Diane Lenne : Je dirige la société WAP – We are peers. Lors de mes études à l’EM Business School Lyon, je me suis rendu compte que j’apprenais beaucoup mais en dehors de la « classe » : associations, tiers-lieu d’apprentissages, fab-labs, etc. J’ai eu rapidement l’envie de créer un espace dans lequel mes camarades et moi pourrions partager et apprendre les uns des autres. L’école m’a suivie. C’était la première fois qu’un apprentissage entre pairs occasionnait des « crédits » (du point de vue éducatif). Je suis ensuite devenue intervenante – enseignante à l’EM Lyon. Puis j’ai donc fondé mon entreprise WAP, afin de proposer cette approche au plus grand nombre, notamment dans les entreprises, très friandes d’innovations en formation, en ce moment.

Pourquoi les apprentissages informels sont majeurs !

HO : Les résultats du baromètre L&D 2022-2023 de C-Campus (à paraître à la rentrée d’été 2023) montrent une forte appétence des directions L&D à la fois à développer les communautés d’apprentissage et la multimodalité. A l’origine, qu’est-ce qui vous a personnellement tant séduit dans l’approche “pairagogique” ?

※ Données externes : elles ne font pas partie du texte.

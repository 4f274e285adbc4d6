//! Common test fixtures for the extraction pipeline.
//!
//! The test geometry is a 100 x 100 pixel AHI full disk split into 10
//! segments of 10 rows each. At that resolution the Bataan point of interest
//! falls in row 35, column 30, which is row 5 of segment 4.

use himawari_common::{Band, ObjectKey, ObservationTime, ProductSpec, Segment};
use projection::GeosArea;

/// Points of interest as (latitude, longitude).
pub mod points {
    /// Bataan, Philippines
    pub const BATAAN: (f64, f64) = (14.77083, 120.45537);

    /// Mid-Atlantic, not visible from 140.7°E
    pub const ATLANTIC: (f64, f64) = (0.0, -30.0);

    /// Sapporo, Japan
    pub const SAPPORO: (f64, f64) = (43.06, 141.35);
}

/// Coarse full-disk geometry used by synthetic scenes.
pub mod disk {
    /// Sub-satellite longitude of Himawari-9
    pub const LONGITUDE_ORIGIN: f64 = 140.7;

    /// Rows and columns of the test full disk
    pub const PIXELS: usize = 100;

    pub const SEGMENT_TOTAL: u8 = 10;

    pub const ROWS_PER_SEGMENT: usize = PIXELS / SEGMENT_TOTAL as usize;

    /// Full-disk (row, col) of [`super::points::BATAAN`]
    pub const BATAAN_INDEX: (i64, i64) = (35, 30);

    /// Segment holding [`super::points::BATAAN`]
    pub const BATAAN_SEGMENT: u8 = 4;

    /// Segment holding [`super::points::SAPPORO`]
    pub const SAPPORO_SEGMENT: u8 = 2;
}

/// Observation instants used across tests.
pub mod time {
    pub const MORNING: &str = "20250301_1000";
    pub const MORNING_NEXT: &str = "20250301_1010";
    pub const EVENING: &str = "20250301_2350";
}

/// The 100 pixel test full disk.
pub fn test_disk() -> GeosArea {
    GeosArea::himawari_full_disk(disk::LONGITUDE_ORIGIN, disk::PIXELS)
        .expect("test disk geometry is valid")
}

/// Product naming matching the public full-disk archive.
pub fn test_product() -> ProductSpec {
    ProductSpec::default()
}

/// Build a key from a `YYYYMMDD_hhmm` group key, band and segment numbers.
pub fn object_key(group_key: &str, band: u8, segment: u8) -> ObjectKey {
    ObjectKey::new(
        ObservationTime::parse_group_key(group_key).expect("valid group key"),
        Band::new(band).expect("valid band"),
        Segment::new(segment).expect("valid segment"),
    )
}
//! Point extraction library.
//!
//! Turns a directory of downloaded segment files into a time series of
//! brightness values at one geographic point.
//!
//! # Architecture
//!
//! Processing is strictly sequential, one observation at a time:
//!
//! - [`group`]: bucket local artifacts by observation time
//! - [`workspace`]: decompress one group into a directory that is always
//!   removed afterwards
//! - [`decode`]: the external decode capability producing calibrated grids
//! - [`extract`]: resolve the point to a pixel and read each band
//! - [`aggregate`]: ordered result table and CSV output
//! - [`pipeline`]: drives the above over every group

pub mod aggregate;
pub mod decode;
pub mod error;
pub mod extract;
pub mod group;
pub mod pipeline;
pub mod workspace;

pub use aggregate::{ObservationRecord, ResultTable};
pub use decode::{
    CalibratedGrid, CommandDecoder, DecodeError, Scene, SceneDecoder, DEFAULT_DECODE_TIMEOUT,
};
pub use error::{ExtractionError, ExtractionResult};
pub use extract::{extract_point, geolocate, kelvin_to_celsius, Geolocation};
pub use group::{group_filenames, scan_groups, DateRange, GroupMember, ObservationGroup};
pub use pipeline::{ExtractionOptions, Extractor, GroupOutcome, RunSummary};
pub use workspace::{Compression, Workspace};
//! Fixtures shared by the workspace's tests: scratch directories, synthetic
//! compressed segment artifacts, and a coarse test disk with known points.

pub mod fixtures;
pub mod generators;
pub mod paths;

pub use fixtures::*;
pub use generators::*;
pub use paths::*;

/// Assert two numbers differ by at most `epsilon`.
#[macro_export]
macro_rules! assert_approx_eq {
    ($left:expr, $right:expr, $epsilon:expr) => {{
        let left: f64 = $left as f64;
        let right: f64 = $right as f64;
        let epsilon: f64 = $epsilon as f64;
        let diff = (left - right).abs();
        if diff > epsilon {
            panic!(
                "assertion failed: {} and {} differ by {} (epsilon {})",
                left, right, diff, epsilon
            );
        }
    }};
}

/// Approximate equality of an optional value, where `None` only equals `None`.
///
/// ```ignore
/// use test_utils::assert_value_approx_eq;
///
/// assert_value_approx_eq!(Some(26.85), Some(26.850001), 1e-4);
/// assert_value_approx_eq!(None::<f64>, None, 1e-4);
/// ```
#[macro_export]
macro_rules! assert_value_approx_eq {
    ($left:expr, $right:expr, $epsilon:expr) => {{
        match ($left, $right) {
            (Some(l), Some(r)) => $crate::assert_approx_eq!(l, r, $epsilon),
            (None, None) => {}
            (l, r) => panic!(
                "assertion failed: values differ in presence\n  left: `{:?}`,\n right: `{:?}`",
                l, r
            ),
        }
    }};
}

#[cfg(test)]
mod tests {
    #[test]
    fn test_assert_approx_eq_passes() {
        assert_approx_eq!(300.0001_f32, 300.0, 0.001);
        assert_approx_eq!(-26.85, -26.850001, 1e-4);
    }

    #[test]
    #[should_panic(expected = "assertion failed")]
    fn test_assert_approx_eq_fails() {
        assert_approx_eq!(1.1, 1.0, 0.001);
    }

    #[test]
    fn test_assert_value_approx_eq_passes() {
        assert_value_approx_eq!(Some(26.85), Some(26.850001), 1e-4);
        assert_value_approx_eq!(None::<f64>, None::<f64>, 1e-4);
    }

    #[test]
    #[should_panic(expected = "presence")]
    fn test_assert_value_approx_eq_presence() {
        assert_value_approx_eq!(Some(1.0), None::<f64>, 1e-4);
    }
}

DL :  L’énergie que crée l’apprentissage entre pairs. Cette énergie nourrit notre motivation intrinsèque à apprendre. En tant qu’adultes, nous passons, selon les travaux d’Allen Tough, en moyenne 10 heures par semaine à apprendre, souvent de manière inconsciente. Nous avons tous envie et besoin d’avancer, d’apprendre : que ce soit en famille, dans l’exercice de nos passions, dans des associations et au travail bien sûr. Cette énergie est là, on peut l’exploiter et la démultiplier en efficacité par des méthodes d’apprentissage entre pairs.

Never stop learning ! Toujours apprendre !

HO : Pour aller dans le même sens : T. Lavernhe et F-O. Corman, deux officiers français de la Marine Nationale (et auteurs) racontaient récemment à l’occasion d’une interview, que chez les personnels de la « Royale », 25% du temps est consacré aux apprentissages. Très probablement, ces apprentissages naissent aussi de rituels au travail, entre pairs. Il y a en tous cas un lien évident selon eux, entre la qualité des apprentissages et de la formation permanente du personnel et l’exécution de l’art militaire naval au 21ème siècle !

Pour encore mieux apprendre au travail, il faut juste sortir du modèle « tout académique » : celui de la formation en stock (notre stock de connaissances née en formation initiale ou en stages). Pour l’essentiel, nos apprentissages professionnels se réalisent en effet en flux, en continu, que ce soit en situations de travail ou en communautés. La question est : en quoi est-ce important de valoriser le « pair à pair » ?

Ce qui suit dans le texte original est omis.